Out argument for efficient initialisation

Object construction in C++

A constructor in C++ initialises its object in an already allocated memory location pointed to by the implicit and hidden this pointer. This design decision allows for a number of niceties:

  • The same constructor function can be used for direct stack allocation, direct heap allocation, or other in-place allocation with an explicit address.
  • Copy elision in assignment (auto foo = Foo{5}) is also possible.

Return-value optimisation (for unnamed temporary values in the return statement) and named return-value optimisation (for other locally constructed objects returned by value) are also supported in C++, and at least made easier to implement thanks to this design.
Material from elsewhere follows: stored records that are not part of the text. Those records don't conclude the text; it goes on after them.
//! JSX function component emitter.

use std::fmt::Write;

use builder_core::element::{Element, ElementKind};

use crate::css::{camel_case, element_declarations, grid_item_declarations, Declaration};
use crate::html;

/// Render the element list as the source of a default-exported component.
#[must_use]
pub fn to_component(elements: &[Element], language: &str, component_name: &str) -> String {
    let mut out = String::from("import React from 'react';\n\n");
    let _ = writeln!(out, "export default function {component_name}() {{");
    out.push_str("  return (\n");
    out.push_str(
        "    <div className=\"relative\" style={{ width: '100%', height: '100%', position: 'relative' }}>\n",
    );

    for element in elements.iter().filter(|e| !e.is_grid_item()) {
        let style = style_object(&element_declarations(element));
        let text = jsx_text(element.text(language));

        match &element.kind {
            ElementKind::Input { input_type } => {
                let _ = writeln!(
                    out,
                    "      <input type=\"{}\" placeholder=\"{}\" style={{{style}}} />",
                    html::escape(input_type),
                    html::escape(element.text(language))
                );
            }
            ElementKind::Grid { .. } => {
                let _ = writeln!(out, "      <div style={{{style}}}>");
                for item in elements.iter().filter(|e| e.parent() == Some(element.id)) {
                    let item_style = style_object(&grid_item_declarations(item));
                    let _ = writeln!(
                        out,
                        "        <div key=\"{}\" style={{{item_style}}}>",
                        item.id
                    );
                    let _ = writeln!(out, "          {}", jsx_text(item.text(language)));
                    out.push_str("        </div>\n");
                }
                out.push_str("      </div>\n");
            }
            kind => {
                let tag = match kind {
                    ElementKind::Button => "button",
                    ElementKind::Heading => "h2",
                    ElementKind::Paragraph => "p",
                    _ => "div",
                };
                let _ = writeln!(out, "      <{tag} style={{{style}}}>");
                let _ = writeln!(out, "        {text}");
                let _ = writeln!(out, "      </{tag}>");
            }
        }
    }

    out.push_str("    </div>\n");
    out.push_str("  );\n");
    out.push_str("}\n");
    out
}

/// `{ key: "value", ... }` with camelCase keys and string values.
fn style_object(declarations: &[Declaration]) -> String {
    let body = declarations
        .iter()
        .map(|(property, value)| format!("{}: {}", camel_case(property), js_string(value)))
        .collect::<Vec<_>>()
        .join(", ");
    format!("{{ {body} }}")
}

fn js_string(value: &str) -> String {
    let mut out = String::with_capacity(value.len() + 2);
    out.push('"');
    for c in value.chars() {
        match c {
            '"' => out.push_str("\\\""),
            '\\' => out.push_str("\\\\"),
            '\n' => out.push_str("\\n"),
            _ => out.push(c),
        }
    }
    out.push('"');
    out
}

/// Escape characters JSX treats as markup or expressions in text children.
fn jsx_text(text: &str) -> String {
    let mut out = String::with_capacity(text.len());
    for c in text.chars() {
        match c {
            '{' => out.push_str("{'{'}"),
            '}' => out.push_str("{'}'}"),
            '<' => out.push_str("&lt;"),
            '>' => out.push_str("&gt;"),
            _ => out.push(c),
        }
    }
    out
}

#[cfg(test)]
mod tests {
    use super::*;
    use builder_core::element::ElementType;

    fn kind(element_type: ElementType) -> ElementKind {
        ElementKind::with_defaults(element_type).expect("kind")
    }

    #[test]
    fn test_component_frame() {
        let source = to_component(&[], "en", "GeneratedTemplate");
        assert!(source.starts_with(
            "import React from 'react';\n\nexport default function GeneratedTemplate() {\n"
        ));
        assert!(source.trim_end().ends_with("  );\n}"));
    }

    #[test]
    fn test_button_style_object() {
        let button = Element::new(kind(ElementType::Button), 0).with_text("en", "Go");
        let source = to_component(&[button], "en", "GeneratedTemplate");
        assert!(source.contains(
            "<button style={{ position: \"absolute\", left: \"50px\", top: \"50px\", width: \"200px\""
        ));
        assert!(source.contains("backgroundColor: \"#3b82f6\""));
        assert!(source.contains("justifyContent: \"center\""));
        assert!(source.contains("        Go\n      </button>"));
    }

    #[test]
    fn test_grid_items_keyed() {
        let grid = Element::new(kind(ElementType::Grid), 0);
        let item = Element::grid_item(grid.id, 0, 1);
        let source = to_component(&[grid, item.clone()], "en", "Page");
        let item_node = format!(
            "<div key=\"{}\" style={{{{ position: \"relative\", gridColumn: \"1 / 2\"",
            item.id
        );
        assert!(source.contains(&item_node));
        assert!(source.contains("display: \"grid\""));
        assert!(source.contains("gridTemplateColumns: \"repeat(3, 1fr)\""));
    }

    #[test]
    fn test_input_is_self_closing() {
        let input = Element::new(kind(ElementType::Input), 0);
        let source = to_component(&[input], "en", "Page");
        assert!(source.contains("<input type=\"text\" placeholder=\"Placeholder text\" style={{"));
        assert!(source.contains("}} />"));
    }

    #[test]
    fn test_jsx_text_escaped() {
        assert_eq!(jsx_text("{a} <b>"), "{'{'}a{'}'} &lt;b&gt;");
    }
}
Because the final object is already allocated beforehand an arbitrary deeply nested object construction will not produce a cascade of copy operations propagating bottom-up. Each memory location is written to once, and possibly in linear order, not repeatedly copied layer by layer up the composition hierarchy.

An opportunity for Rust

Hidden out argument

It would be nice if something similar to this could be supported and standardised in Rust. If Rust supported some sort of out argument then the same optimisations and functionality could be implemented. The out argument would be similar to a normal mutable pointer but with the assumption that the variable is uninitialised. Each individual field in that object would, by construction, be initialised:

fn new(a: i32) -> Foo {
    Foo {
        x: a,
        y: Bar::new(a),
    }
}

into:

fn new2(x: i32, out: *mut Foo) {
    unsafe {
        std::ptr::write(out.x, a);
        Bar::new2(a, &mut out.y);
    }
}

RVO transformations

Any function that returns by value is eligible for the hidden out-argument optimisation. Instead of returning the value the function is transformed to write into the supplied memory location. Primitives are simply written to the memory location. Because the value of the function is written to the provided place it no longer needs to be “returned”. This kind of transformation should be able to deal with both named and unnamed return-value optimisation, as well as copy elision in assignments.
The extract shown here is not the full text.